> Directions
An exact, complete copy of the data that follows is needed.

Content starts

//! Add command for planning a new activity.

use std::io::Write;

use anyhow::{Result, bail};
use chrono::NaiveDateTime;
use clap::Args;
use cram_core::{Activity, ActivityType};
use cram_db::Database;

use crate::Config;
use crate::commands::util::{format_hours, parse_datetime, short_id};

#[derive(Debug, Args)]
pub struct AddArgs {
    /// Activity name.
    pub name: String,

    /// Activity type (work, school, hobbies, or any other tag).
    #[arg(long = "type", short = 't')]
    pub activity_type: Option<String>,

    /// Start time (e.g. 2026-01-15T09:00 or "2 hours ago").
    #[arg(long, value_parser = parse_datetime)]
    pub start: NaiveDateTime,

    /// End time.
    #[arg(long, value_parser = parse_datetime)]
    pub end: NaiveDateTime,

    /// Mark the activity as already completed.
    #[arg(long)]
    pub executed: bool,

    #[arg(long)]
    pub category: Option<String>,

    #[arg(long)]
    pub subcategory: Option<String>,
}

pub fn run<W: Write>(
    writer: &mut W,
    db: &mut Database,
    args: &AddArgs,
    config: &Config,
) -> Result<Activity> {
    let name = args.name.trim();
    if name.is_empty() {
        bail!("activity name cannot be empty");
    }
    if args.end < args.start {
        bail!("end ({}) is before start ({})", args.end, args.start);
    }

    let activity_type = args
        .activity_type
        .as_deref()
        .map_or_else(|| config.default_type.clone(), ActivityType::from);

    let mut activity = Activity::new(name, activity_type, args.start, args.end);
    activity.executed = args.executed;
    if let Some(category) = &args.category {
        activity.category.clone_from(category);
    }
    if let Some(subcategory) = &args.subcategory {
        activity.subcategory.clone_from(subcategory);
    }

    db.add(&activity)?;
    writeln!(
        writer,
        "Added {} {} ({}, {})",
        short_id(&activity.id),
        activity.name,
        activity.activity_type,
        format_hours(activity.planned_hours())
    )?;
    Ok(activity)
}
//! JSON interchange format.
//!
//! A JSON array of activity objects with `id, name, type, start, end,
//! executed, category, subcategory`. Missing fields take their defaults and
//! unknown fields are carried through untouched.

use cram_core::Activity;

use crate::DbError;

/// Parses an activities JSON document.
pub fn activities_from_json(json: &str) -> Result<Vec<Activity>, DbError> {
    Ok(serde_json::from_str(json)?)
}

/// Renders activities as a pretty-printed JSON document.
pub fn activities_to_json(activities: &[Activity]) -> Result<String, DbError> {
    Ok(serde_json::to_string_pretty(activities)?)
}

#[cfg(test)]
mod tests {
    use super::*;

    use cram_core::ActivityType;
    use serde_json::{Value, json};

    #[test]
    fn parses_legacy_file() {
        let json = r#"[
            {
                "id": "3f2c",
                "name": "Essay",
                "type": "school",
                "start": "2024-01-01T09:00:00",
                "end": "2024-01-01T12:30:00",
                "executed": false
            },
            {
                "name": "Climbing",
                "type": "hobbies",
                "start": "2024-01-02T18:00:00",
                "end": "2024-01-02T20:00:00",
                "executed": true,
                "category": "sport",
                "subcategory": "bouldering"
            }
        ]"#;

        let activities = activities_from_json(json).unwrap();
        assert_eq!(activities.len(), 2);
        assert_eq!(activities[0].id.as_str(), "3f2c");
        assert_eq!(activities[0].category, "general");
        assert_eq!(activities[1].activity_type, ActivityType::Hobbies);
        assert_eq!(activities[1].subcategory, "bouldering");
        assert!(!activities[1].id.as_str().is_empty());
    }

    #[test]
    fn rejects_non_array() {
        assert!(matches!(
            activities_from_json(r#"{"id": "x"}"#),
            Err(DbError::Json(_))
        ));
    }

    #[test]
    fn export_keeps_extra_fields() {
        let input = json!([{
            "id": "a1",
            "name": "Piano",
            "type": "music",
            "start": "2024-01-01T18:00:00",
            "end": "2024-01-01T19:00:00",
            "executed": false,
            "category": "general",
            "subcategory": "",
            "reminder": {"minutes": 10}
        }]);

        let activities = activities_from_json(&input.to_string()).unwrap();
        let output: Value = serde_json::from_str(&activities_to_json(&activities).unwrap()).unwrap();
        assert_eq!(output, input);
    }
}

Content ends

> Final answer
//! Add command for planning a new activity.

use std::io::Write;

use anyhow::{Result, bail};
use chrono::NaiveDateTime;
use clap::Args;
use cram_core::{Activity, ActivityType};
use cram_db::Database;

use crate::Config;
use crate::commands::util::{format_hours, parse_datetime, short_id};

#[derive(Debug, Args)]
pub struct AddArgs {
    /// Activity name.
    pub name: String,

    /// Activity type (work, school, hobbies, or any other tag).
    #[arg(long = "type", short = 't')]
    pub activity_type: Option<String>,

    /// Start time (e.g. 2026-01-15T09:00 or "2 hours ago").
    #[arg(long, value_parser = parse_datetime)]
    pub start: NaiveDateTime,

    /// End time.
    #[arg(long, value_parser = parse_datetime)]
    pub end: NaiveDateTime,

    /// Mark the activity as already completed.
    #[arg(long)]
    pub executed: bool,

    #[arg(long)]
    pub category: Option<String>,

    #[arg(long)]
    pub subcategory: Option<String>,
}

pub fn run<W: Write>(
    writer: &mut W,
    db: &mut Database,
    args: &AddArgs,
    config: &Config,
) -> Result<Activity> {
    let name = args.name.trim();
    if name.is_empty() {
        bail!("activity name cannot be empty");
    }
    if args.end < args.start {
        bail!("end ({}) is before start ({})", args.end, args.start);
    }

    let activity_type = args
        .activity_type
        .as_deref()
        .map_or_else(|| config.default_type.clone(), ActivityType::from);

    let mut activity = Activity::new(name, activity_type, args.start, args.end);
    activity.executed = args.executed;
    if let Some(category) = &args.category {
        activity.category.clone_from(category);
    }
    if let Some(subcategory) = &args.subcategory {
        activity.subcategory.clone_from(subcategory);
    }

    db.add(&activity)?;
    writeln!(
        writer,
        "Added {} {} ({}, {})",
        short_id(&activity.id),
        activity.name,
        activity.activity_type,
        format_hours(activity.planned_hours())
    )?;
    Ok(activity)
}
//! JSON interchange format.
//!
//! A JSON array of activity objects with `id, name, type, start, end,
//! executed, category, subcategory`. Missing fields take their defaults and
//! unknown fields are carried through untouched.

use cram_core::Activity;

use crate::DbError;

/// Parses an activities JSON document.
pub fn activities_from_json(json: &str) -> Result<Vec<Activity>, DbError> {
    Ok(serde_json::from_str(json)?)
}

/// Renders activities as a pretty-printed JSON document.
pub fn activities_to_json(activities: &[Activity]) -> Result<String, DbError> {
    Ok(serde_json::to_string_pretty(activities)?)
}

#[cfg(test)]
mod tests {
    use super::*;

    use cram_core::ActivityType;
    use serde_json::{Value, json};

    #[test]
    fn parses_legacy_file() {
        let json = r#"[
            {
                "id": "3f2c",
                "name": "Essay",
                "type": "school",
                "start": "2024-01-01T09:00:00",
                "end": "2024-01-01T12:30:00",
                "executed": false
            },
            {
                "name": "Climbing",
                "type": "hobbies",
                "start": "2024-01-02T18:00:00",
                "end": "2024-01-02T20:00:00",
                "executed": true,
                "category": "sport",
                "subcategory": "bouldering"
            }
        ]"#;

        let activities = activities_from_json(json).unwrap();
        assert_eq!(activities.len(), 2);
        assert_eq!(activities[0].id.as_str(), "3f2c");
        assert_eq!(activities[0].category, "general");
        assert_eq!(activities[1].activity_type, ActivityType::Hobbies);
        assert_eq!(activities[1].subcategory, "bouldering");
        assert!(!activities[1].id.as_str().is_empty());
    }

    #[test]
    fn rejects_non_array() {
        assert!(matches!(
            activities_from_json(r#"{"id": "x"}"#),
            Err(DbError::Json(_))
        ));
    }

    #[test]
    fn export_keeps_extra_fields() {
        let input = json!([{
            "id": "a1",
            "name": "Piano",
            "type": "music",
            "start": "2024-01-01T18:00:00",
            "end": "2024-01-01T19:00:00",
            "executed": false,
            "category": "general",
            "subcategory": "",
            "reminder": {"minutes": 10}
        }]);

        let activities = activities_from_json(&input.to_string()).unwrap();
        let output: Value = serde_json::from_str(&activities_to_json(&activities).unwrap()).unwrap();
        assert_eq!(output, input);
    }
}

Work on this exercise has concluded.